Petr Stand of Project Abigail, which advises nonprofit organizations on applying for government funding and provides planning expertise, has partnered with GLITS in this quest. Stand said that both HHC and the city Parks Department have met with him about the proposition, but that GLITS and Project Abigail have not yet submitted proposal documents for the six-month-long review process.
As far as the beach goes, Daphne Yun, a spokesperson for the National Parks Service said that “we will identify appropriate management strategies for any anticipated impacts to adjacent NPS property.”
But beachgoers worry about a prolonged closure of Bay 1 as a result of the demolition, or a complete refiguring of the beach itself after the loss of the iconic buildings.
Kerbie Joseph of the Audre Lorde Project showed a photo of Lorde and her family on Riis in front of the Neponsit hospital in 1968 as a testament to the beach’s longevity and central place in queer history.
“Community will always be community,” she said. “It’s sad that you can be here today and not know that in two years it could all be completely different.”
When Queer Spaces Disappear
Even in an LGBTQ-friendly city like New York, when queer spaces close down, they often don’t come back.
“Spaces tend to disappear if they are not representative of those who are in power,” said Stand.
According to the Lesbian Bar Project, in the late 1980s, there were about 200 lesbian bars across the country.

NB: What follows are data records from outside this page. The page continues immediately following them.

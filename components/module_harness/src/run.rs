//! Batch runner
//!
//! Runs modules strictly one after another. A module that fails to load or
//! fails at runtime never stops the batch; only infrastructure errors
//! (unwalkable directory, failing reporter) do.

use crate::config::HarnessConfig;
use crate::error::HarnessResult;
use crate::executor::Executor;
use crate::loader::{ModuleLoader, TEST_PREFIX};
use crate::module::{ModuleId, TestModule};
use crate::report::{Reporter, TestReport};
use crate::result::RunResult;
use std::path::{Path, PathBuf};
use std::sync::atomic::{AtomicBool, Ordering};
use std::sync::Arc;
use tracing::{info, warn};
use walkdir::WalkDir;

/// Extension of module files picked up from directories
pub const MODULE_EXTENSION: &str = "js";

/// Shared flag a host sets to stop a batch between modules
#[derive(Debug, Clone, Default)]
pub struct CancelToken(Arc<AtomicBool>);

impl CancelToken {
    /// A token that is not cancelled
    pub fn new() -> Self {
        Self::default()
    }

    /// Request cancellation; modules already started still complete
    pub fn cancel(&self) {
        self.0.store(true, Ordering::SeqCst);
    }

    /// Whether cancellation was requested
    pub fn is_cancelled(&self) -> bool {
        self.0.load(Ordering::SeqCst)
    }
}

/// Everything a batch produced
#[derive(Debug, Clone)]
pub struct RunSummary {
    /// One result per processed module, in run order
    pub results: Vec<RunResult>,
    /// Aggregate over `results`
    pub report: TestReport,
    /// Whether the batch stopped early on request
    pub cancelled: bool,
}

impl RunSummary {
    /// Whether every processed module passed
    pub fn is_success(&self) -> bool {
        self.report.is_success()
    }
}

/// A borrowed reporter reports too
impl<R: Reporter + ?Sized> Reporter for &mut R {
    fn module_finished(&mut self, result: &RunResult) -> HarnessResult<()> {
        (**self).module_finished(result)
    }

    fn run_finished(&mut self, report: &TestReport) -> HarnessResult<()> {
        (**self).run_finished(report)
    }
}

/// Sequential runner over many modules
///
/// # Examples
///
/// ```
/// use module_harness::{ModuleId, TestRun};
///
/// let summary = TestRun::new()
///     .run_sources(vec![
///         (ModuleId::new("broken.js"), "var x = ;"),
///         (ModuleId::new("fine.js"), "function testFine() {}"),
///     ])
///     .unwrap();
///
/// assert_eq!(summary.results.len(), 2);
/// assert_eq!(summary.report.load_failures, 1);
/// assert_eq!(summary.report.passed, 1);
/// ```
pub struct TestRun<'r> {
    loader: ModuleLoader,
    executor: Executor,
    cancel: CancelToken,
    reporters: Vec<Box<dyn Reporter + 'r>>,
}

impl Default for TestRun<'_> {
    fn default() -> Self {
        Self::new()
    }
}

impl<'r> TestRun<'r> {
    /// Runner with a default loader and executor
    pub fn new() -> Self {
        Self {
            loader: ModuleLoader::new(),
            executor: Executor::new(),
            cancel: CancelToken::new(),
            reporters: Vec::new(),
        }
    }

    /// Runner built from configuration
    pub fn from_config(config: &HarnessConfig) -> Self {
        Self::new()
            .with_loader(config.loader())
            .with_executor(config.executor())
    }

    /// Replace the loader
    pub fn with_loader(mut self, loader: ModuleLoader) -> Self {
        self.loader = loader;
        self
    }

    /// Replace the executor
    pub fn with_executor(mut self, executor: Executor) -> Self {
        self.executor = executor;
        self
    }

    /// Use `token` for cancellation
    pub fn with_cancel_token(mut self, token: CancelToken) -> Self {
        self.cancel = token;
        self
    }

    /// Add a reporter
    pub fn with_reporter(mut self, reporter: impl Reporter + 'r) -> Self {
        self.reporters.push(Box::new(reporter));
        self
    }

    /// The cancellation token this run checks
    pub fn cancel_token(&self) -> CancelToken {
        self.cancel.clone()
    }

    /// Load and run each `(id, source)` pair
    pub fn run_sources<I, S>(&mut self, sources: I) -> HarnessResult<RunSummary>
    where
        I: IntoIterator<Item = (ModuleId, S)>,
        S: AsRef<str>,
    {
        self.drive(sources, |loader, executor, (id, source)| {
            executor.run_loaded(loader.load(source.as_ref(), id))
        })
    }

    /// Run already constructed modules
    pub fn run_modules<M, I>(&mut self, modules: I) -> HarnessResult<RunSummary>
    where
        M: TestModule,
        I: IntoIterator<Item = M>,
    {
        self.drive(modules, |_, executor, mut module| executor.run(&mut module))
    }

    /// Run one module file, or every module file under a directory
    pub fn run_path(&mut self, path: &Path) -> HarnessResult<RunSummary> {
        let (root, files) = if path.is_dir() {
            (path.to_path_buf(), discover(path)?)
        } else {
            let root = path.parent().map(Path::to_path_buf).unwrap_or_default();
            (root, vec![path.to_path_buf()])
        };
        info!(path = %path.display(), modules = files.len(), "starting module run");

        self.drive(files, |loader, executor, file| {
            let id = ModuleId::from_path(&file, Some(&root));
            executor.run_loaded(loader.load_file(&file, id))
        })
    }

    fn drive<T>(
        &mut self,
        items: impl IntoIterator<Item = T>,
        mut run_one: impl FnMut(&ModuleLoader, &mut Executor, T) -> RunResult,
    ) -> HarnessResult<RunSummary> {
        let mut results = Vec::new();
        let mut report = TestReport::new();
        let mut cancelled = false;

        for item in items {
            if self.cancel.is_cancelled() {
                warn!(completed = results.len(), "run cancelled");
                cancelled = true;
                break;
            }

            let result = run_one(&self.loader, &mut self.executor, item);
            info!(module = %result.module_id, summary = %result, "module finished");

            for reporter in &mut self.reporters {
                reporter.module_finished(&result)?;
            }
            report.add_result(&result);
            results.push(result);
        }

        for reporter in &mut self.reporters {
            reporter.run_finished(&report)?;
        }

        Ok(RunSummary {
            results,
            report,
            cancelled,
        })
    }
}

/// Module files under `dir`: `test*.js`, sorted by path
pub fn discover(dir: &Path) -> HarnessResult<Vec<PathBuf>> {
    let mut files = Vec::new();
    for entry in WalkDir::new(dir).sort_by_file_name() {
        let entry = entry?;
        if entry.file_type().is_file() && is_module_file(entry.path()) {
            files.push(entry.into_path());
        }
    }
    Ok(files)
}

fn is_module_file(path: &Path) -> bool {
    let has_prefix = path
        .file_name()
        .and_then(|name| name.to_str())
        .is_some_and(|name| name.starts_with(TEST_PREFIX));
    let has_extension = path
        .extension()
        .is_some_and(|ext| ext == MODULE_EXTENSION);
    has_prefix && has_extension
}
//! Call frame for function call stack management

use core_types::{SourcePosition, StackFrame};

/// Call frame representing an active function invocation
///
/// Pushed when a script function is entered and popped when it returns,
/// normally or by throwing. `current` tracks the statement or call being
/// evaluated so stack traces point at the right line.
#[derive(Debug, Clone, PartialEq)]
pub struct CallFrame {
    /// Name of the executing function (None for top-level code and
    /// anonymous functions)
    pub function_name: Option<String>,
    /// Position currently being evaluated in this frame
    pub current: SourcePosition,
}

impl CallFrame {
    /// Create a new call frame starting at `position`
    pub fn new(function_name: Option<String>, position: SourcePosition) -> Self {
        Self {
            function_name,
            current: position,
        }
    }

    /// Snapshot as a stack trace entry at `position`
    pub fn to_stack_frame(&self, source_url: Option<&str>, position: SourcePosition) -> StackFrame {
        StackFrame {
            function_name: self.function_name.clone(),
            source_url: source_url.map(str::to_string),
            line: position.line,
            column: position.column,
        }
    }
}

Now, there are just 21, and only three self-identified lesbian bars in New York City.
Ken Lustbader of the NYC LGBT Historic Sites Project noted that the historic gathering spots for queer people have usually been bars, restaurants, and other commercial venues designed to make money. The People’s Beach is unique as one of few outdoor, daytime venues where the queer community congregates for free (apart from the cost of parking).
“Who has access to capital, who has access to leasing a space or sharing one, those are barriers of entry that in New York are pretty high thresholds,” Lustbader said.
Particularly for trans and queer people of color, welcoming spaces are hard to find.
Doroshow noted that she still does not feel comfortable at Greenwich Village’s Stonewall Inn, the site of historic resistance to anti-LGBTQ policing.
“I don’t feel safe or celebrated there; that’s not a space for us,” she said, despite more recent, widespread efforts to educate New Yorkers on the roles of Black trans women like Marsha P. Johnson in the fight for queer rights at Stonewall.
The story is different at Riis. Cristina Pitter, who uses they/she pronouns, is a trans-inclusive sex educator who frequents the beach.
“Being able to have freedom, liberation and ease regarding bodies and acceptance is important,” they said. “It means being able to come to a place where there is healing, a place of release from the wilds of the city. It would really be a shame to see that further diminished.”
Several Ms. Colombia walk celebrants shared this sentiment, and Cruz called Bay 1 “my second home.”
Lounging in his tent on the sand, Villacres said that he will continue to enjoy the beach, rain or shine.
“I’ll never not come here,” he said. “Just give us some bathrooms and let us keep our own culture.”